# SPLADE: Sparse Lexical and Expansion Model for First Stage Ranking

This notebook gives a minimal example usage of our SPLADE model. In a nutshell, SPLADE learns **sparse**, **expansion-based** query/doc representations for efficient first-stage retrieval.

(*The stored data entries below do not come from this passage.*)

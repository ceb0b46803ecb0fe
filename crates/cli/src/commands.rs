//! Command implementations on top of the registry engine.

use anyhow::{Context, Result};
use bytes::Bytes;
use pallet_archive::{ArchiveCodec, JsonToTomlConverter, TarGzCodec, ValuesConverter};
use pallet_core::config::AppConfig;
use pallet_core::{Metadata, PackageName, SpaceName, VersionNumber};
use pallet_registry::{OpContext, Registry, RegistryError, RequestContext};
use pallet_storage::ConfiguredBackend;
use std::path::Path;
use std::sync::Arc;
use tokio::io::AsyncReadExt;

/// Attach the stable error code to a registry error.
pub fn report(err: RegistryError) -> anyhow::Error {
    anyhow::anyhow!("{err} [{}]", err.code())
}

/// Read a payload from a file, or from stdin when `input` is `-`.
pub async fn read_input(input: &str) -> Result<Bytes> {
    if input == "-" {
        let mut buf = Vec::new();
        tokio::io::stdin()
            .read_to_end(&mut buf)
            .await
            .context("failed to read stdin")?;
        return Ok(Bytes::from(buf));
    }
    let data = tokio::fs::read(input)
        .await
        .with_context(|| format!("failed to read {input}"))?;
    Ok(Bytes::from(data))
}

/// Configured backend plus the registry engine over it.
pub struct App {
    backend: ConfiguredBackend,
    registry: Registry,
    codec: Arc<dyn ArchiveCodec>,
    converter: Arc<dyn ValuesConverter>,
}

impl App {
    pub async fn from_config(config: AppConfig) -> Result<Self> {
        let codec: Arc<dyn ArchiveCodec> = Arc::new(TarGzCodec::new());
        let converter: Arc<dyn ValuesConverter> = Arc::new(JsonToTomlConverter::new());
        let backend = pallet_storage::from_config(&config.storage, codec.clone())
            .await
            .context("failed to initialize storage")?;
        let store = backend.store();
        store
            .health_check()
            .await
            .context("storage health check failed")?;
        tracing::debug!(backend = store.backend_name(), "Storage initialized");

        let registry = Registry::new(store, codec.clone(), converter.clone(), config.registry);
        Ok(Self {
            backend,
            registry,
            codec,
            converter,
        })
    }

    pub fn registry(&self) -> &Registry {
        &self.registry
    }

    /// Store an archive file as the version it declares, creating the space
    /// if needed. The bytes are stored as read.
    pub async fn push(&self, space: &str, archive: &Path) -> Result<Metadata> {
        let space = SpaceName::new(space).context("invalid space name")?;
        let data = tokio::fs::read(archive)
            .await
            .with_context(|| format!("failed to read archive {}", archive.display()))?;
        let decoded = self
            .codec
            .decode(&data)
            .with_context(|| format!("{} is not a valid package archive", archive.display()))?;
        let package = PackageName::new(decoded.metadata.name.as_str())
            .context("archive declares an invalid package name")?;
        let version = VersionNumber::new(decoded.metadata.version.as_str())
            .context("archive declares an invalid version")?;

        if self.backend.create_space(&space).await? {
            tracing::info!(%space, "Created space");
        }
        self.backend
            .put_version(&space, &package, &version, Bytes::from(data))
            .await
            .context("failed to store archive")?;
        tracing::info!(%space, %package, %version, "Pushed package version");
        Ok(pallet_core::project(&decoded))
    }

    /// Fetch values, optionally rendered back into the input format.
    pub async fn values(
        &self,
        ctx: &OpContext,
        req: &RequestContext,
        render: bool,
    ) -> Result<Bytes> {
        let raw = self.registry.fetch_values(ctx, req).await.map_err(report)?;
        if !render {
            return Ok(raw);
        }
        let text = std::str::from_utf8(&raw).context("stored values are not UTF-8")?;
        let rendered = self
            .converter
            .render(text)
            .context("failed to render stored values")?;
        Ok(Bytes::from(rendered))
    }
}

Sparsity is induced via a regularization applied on representations, whose strength can be adjusted; it is thus possible to control the trade-off between effectiveness and efficiency. For more details, check our papers, and don't hesitate to reach out ! 
* v1 (SIGIR21 short paper): **SPLADE: Sparse Lexical and Expansion Model for First Stage Ranking**, https://arxiv.org/abs/2107.05720
* v2 (arxiv) new pooling + distillation: **SPLADE v2: Sparse Lexical and Expansion Model for Information Retrieval**, https://arxiv.org/abs/2109.10086

We provide weights for 4 models (in the `weights` folder):

| model | MRR@10 (MS MARCO dev) | recall@1000 (MS MARCO dev) | expected FLOPS | ~ avg q length | ~ avg d length | 
| --- | --- | --- | --- | --- | --- |
| `flops_best` (**v1**) | 32.2 | 95.5 | 0.73 | 15 | 58 |
| `flops_efficient` (**v1**) | 29.6 | 93.3 | 0.05 | 6 | 18 |
| `splade_max` (**v2**) | 34.0 | 96.5 | 1.32 | 18 | 92 |
| `distilsplade_max` (**v2**) | 36.8 | 97.9 | 3.82 | 25 | 232 |

In [1]:
import torch
from transformers import AutoModelForMaskedLM, AutoTokenizer

In [2]:
class Splade(torch.nn.Module):

    def __init__(self, model_type_or_dir, agg="max"):
        super().__init__()
        self.transformer = AutoModelForMaskedLM.from_pretrained(model_type_or_dir)
        assert agg in ("sum", "max")
        self.agg = agg
    
    def forward(self, **kwargs):
        out = self.transformer(**kwargs)["logits"] # output (logits) of MLM head, shape (bs, pad_len, voc_size)
        if self.agg == "max":
            values, _ = torch.max(torch.log(1 + torch.relu(out)) * kwargs["attention_mask"].unsqueeze(-1), dim=1)
            return values
            # 0 masking also works with max because all activations are positive
        else:
            return torch.sum(torch.log(1 + torch.relu(out)) * kwargs["attention_mask"].unsqueeze(-1), dim=1)

In [3]:
# set the dir for trained weights 
# NOTE: because between v1 and v2 we switched the pooling mechanism (better results with max), we need to prodive
# the agg argument depending on the set of weights we want to use

#### v1
# agg = "sum"
# model_type_or_dir = "weights/flops_efficient"
# model_type_or_dir = "weights/flops_best"

##### v2
agg = "max"
model_type_or_dir = "weights/splade_max"
# model_type_or_dir = "weights/distilsplade_max"

In [4]:
# loading model and tokenizer

model = Splade(model_type_or_dir, agg=agg)
model.eval()
tokenizer = AutoTokenizer.from_pretrained(model_type_or_dir)
reverse_voc = {v: k for k, v in tokenizer.vocab.items()}

In [5]:
# example document from MS MARCO passage collection (doc_id = 8003157)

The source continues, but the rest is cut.